What Types of Notes Do We Buy?
A clear overview of the types of seller-financed notes we purchase.
If you're a property owner who has provided seller financing, you've created a valuable asset: a mortgage note. But what happens when you need liquidity? That's where we come in. At Harvey Capital, we buy seller-financed notes, providing you with a lump sum of cash. However, not all notes are created equal. This article will give you a transparent look into what types of notes we actively seek, which ones we consider on a case-by-case basis, and which ones typically fall outside of our buying criteria.
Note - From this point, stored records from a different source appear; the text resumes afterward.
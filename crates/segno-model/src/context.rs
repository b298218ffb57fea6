//! Playback Context
//!
//! Per-track accumulation of dynamics and persistent articulations.
//! Markings apply from their tick forward, so rendering a note needs the
//! most recent marking at or before it. The context is rebuilt forward
//! only: invalidating from a tick drops everything at or after it, and
//! the owner re-scans the score from there.

use std::collections::BTreeMap;

use segno_core::{ArticulationType, Score, ScoreElement, Tick};

use crate::event::{DynamicLevel, NATURAL_DYNAMIC_LEVEL, dynamic_level_from_type};

/// Forward-accumulated dynamic/articulation state for one track
#[derive(Debug, Clone, Default)]
pub struct PlaybackContext {
    /// Dynamic level changes by tick
    dynamics: BTreeMap<Tick, DynamicLevel>,
    /// Persistent articulation changes by tick; `Standard` cancels
    persistent: BTreeMap<Tick, ArticulationType>,
}

impl PlaybackContext {
    /// Dynamic level in effect at a tick
    pub fn appliable_dynamic_level(&self, tick: Tick) -> DynamicLevel {
        self.dynamics
            .range(..=tick)
            .next_back()
            .map(|(_, &level)| level)
            .unwrap_or(NATURAL_DYNAMIC_LEVEL)
    }

    /// Persistent articulation in effect at a tick, if any
    pub fn persistent_articulation(&self, tick: Tick) -> Option<ArticulationType> {
        self.persistent
            .range(..=tick)
            .next_back()
            .map(|(_, &articulation)| articulation)
            .filter(|articulation| *articulation != ArticulationType::Standard)
    }

    /// Accumulate markings from score segments in `[tick_from, tick_to)`
    /// on one document track
    pub fn update_from_range(
        &mut self,
        score: &Score,
        tick_from: Tick,
        tick_to: Tick,
        track_index: usize,
    ) {
        for segment in score.segments_in_range(tick_from, tick_to, track_index) {
            match &segment.element {
                ScoreElement::Dynamic(dynamic) => {
                    self.dynamics
                        .insert(segment.tick, dynamic_level_from_type(*dynamic));
                }
                ScoreElement::Articulation(articulation) if articulation.is_persistent() => {
                    self.persistent.insert(segment.tick, *articulation);
                }
                ScoreElement::Articulation(ArticulationType::Standard) => {
                    // Explicit cancellation of a persistent articulation
                    self.persistent.insert(segment.tick, ArticulationType::Standard);
                }
                _ => {}
            }
        }
    }

    /// Drop all accumulated state at or after `tick`
    pub fn invalidate_from(&mut self, tick: Tick) {
        self.dynamics.split_off(&tick);
        self.persistent.split_off(&tick);
    }

    /// Snapshot of accumulated state at or after `tick`, for detecting
    /// whether a rebuild actually changed anything
    pub fn tail(
        &self,
        tick: Tick,
    ) -> (BTreeMap<Tick, DynamicLevel>, BTreeMap<Tick, ArticulationType>) {
        (
            self.dynamics
                .range(tick..)
                .map(|(&t, &level)| (t, level))
                .collect(),
            self.persistent
                .range(tick..)
                .map(|(&t, &articulation)| (t, articulation))
                .collect(),
        )
    }

    pub fn clear(&mut self) {
        self.dynamics.clear();
        self.persistent.clear();
    }
}

#[cfg(test)]
mod tests {
    use super::*;
    use segno_core::{DynamicType, Instrument, Part, Segment};

    fn score_with_markings() -> Score {
        let mut score = Score::new();
        score.add_part(Part::new("Piano", vec![Instrument::new("piano", "keyboards")]));

        score.add_segment(Segment {
            tick: 480,
            duration_ticks: 0,
            track_index: 0,
            element: ScoreElement::Dynamic(DynamicType::F),
        });
        score.add_segment(Segment {
            tick: 960,
            duration_ticks: 0,
            track_index: 0,
            element: ScoreElement::Articulation(ArticulationType::Legato),
        });
        score.add_segment(Segment {
            tick: 1920,
            duration_ticks: 0,
            track_index: 0,
            element: ScoreElement::Articulation(ArticulationType::Standard),
        });
        score
    }

    #[test]
    fn test_dynamics_apply_forward() {
        let score = score_with_markings();
        let mut context = PlaybackContext::default();
        context.update_from_range(&score, 0, 4000, 0);

        assert_eq!(context.appliable_dynamic_level(0), NATURAL_DYNAMIC_LEVEL);
        assert_eq!(
            context.appliable_dynamic_level(480),
            dynamic_level_from_type(DynamicType::F)
        );
        assert_eq!(
            context.appliable_dynamic_level(3000),
            dynamic_level_from_type(DynamicType::F)
        );
    }

    #[test]
    fn test_persistent_articulation_cancelled_by_standard() {
        let score = score_with_markings();
        let mut context = PlaybackContext::default();
        context.update_from_range(&score, 0, 4000, 0);

        assert_eq!(context.persistent_articulation(480), None);
        assert_eq!(
            context.persistent_articulation(1000),
            Some(ArticulationType::Legato)
        );
        assert_eq!(context.persistent_articulation(1920), None);
    }

    #[test]
    fn test_invalidate_then_rebuild() {
        let score = score_with_markings();
        let mut context = PlaybackContext::default();
        context.update_from_range(&score, 0, 4000, 0);

        context.invalidate_from(900);
        assert_eq!(context.persistent_articulation(1000), None);
        assert_eq!(
            context.appliable_dynamic_level(1000),
            dynamic_level_from_type(DynamicType::F),
            "state before the invalidation point must survive"
        );

        context.update_from_range(&score, 900, 4000, 0);
        assert_eq!(
            context.persistent_articulation(1000),
            Some(ArticulationType::Legato)
        );
    }
}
The Core of Our Business: What We Actively Buy
Our primary focus is on well-structured, low-risk notes that offer predictable returns. These are the types of notes we can typically evaluate and fund quickly. If your note falls into one of these categories, there's a very high chance we can make you a competitive offer.
- First Lien Seller-Financed Notes: This is our bread and butter. A first lien note means you are the primary mortgage holder, and in the event of a default, you are first in line to be repaid through foreclosure. This is the most secure position for a note holder and, therefore, the most attractive to us. We are always looking for first lien notes.
- Notes on Residential Property: We specialize in notes secured by residential real estate. This includes single-family homes, duplexes, triplexes, and fourplexes. These properties are generally easier to value and have a more predictable market, making them a stable investment for us.
- Notes on Commercial Property: While residential is our focus, we also purchase notes on smaller commercial properties. Think small office buildings, retail storefronts, or mixed-use properties. These notes often have strong borrowers and good terms, making them solid investments.
- Notes on Manufactured Homes with Land: We will purchase notes on manufactured homes, but only when the home is permanently affixed to land that is also part of the collateral. This is a key distinction, as a mobile home on a rented lot is considered personal property, not real estate, and carries a different risk profile.
Case-by-Case Evaluations: It's Worth a Conversation
Some notes have a few more complexities. That doesn't mean we won't buy them, but it does mean we need to dig a little deeper to understand the risks and potential. If your note is in one of these categories, don't hesitate to submit it. The worst we can say is no, and we can often provide guidance or a referral.
- Second Lien Notes: Unlike a first lien, a second lien (or junior lien) means there's another mortgage that gets paid back first in a default. This makes them inherently riskier. We do buy second lien notes, but we evaluate them very carefully. We'll look at the combined loan-to-value (CLTV), the borrower's payment history on both loans, and the terms of the first lien. Learn more about first vs second lien notes to understand the difference.
- Land Notes: We consider notes on raw land (with or without improvements like utilities). The key factors for us are the location of the land, its zoning, and its potential for development. A parcel of land in a growing area with utilities already in place is a much more attractive investment than a remote, inaccessible plot.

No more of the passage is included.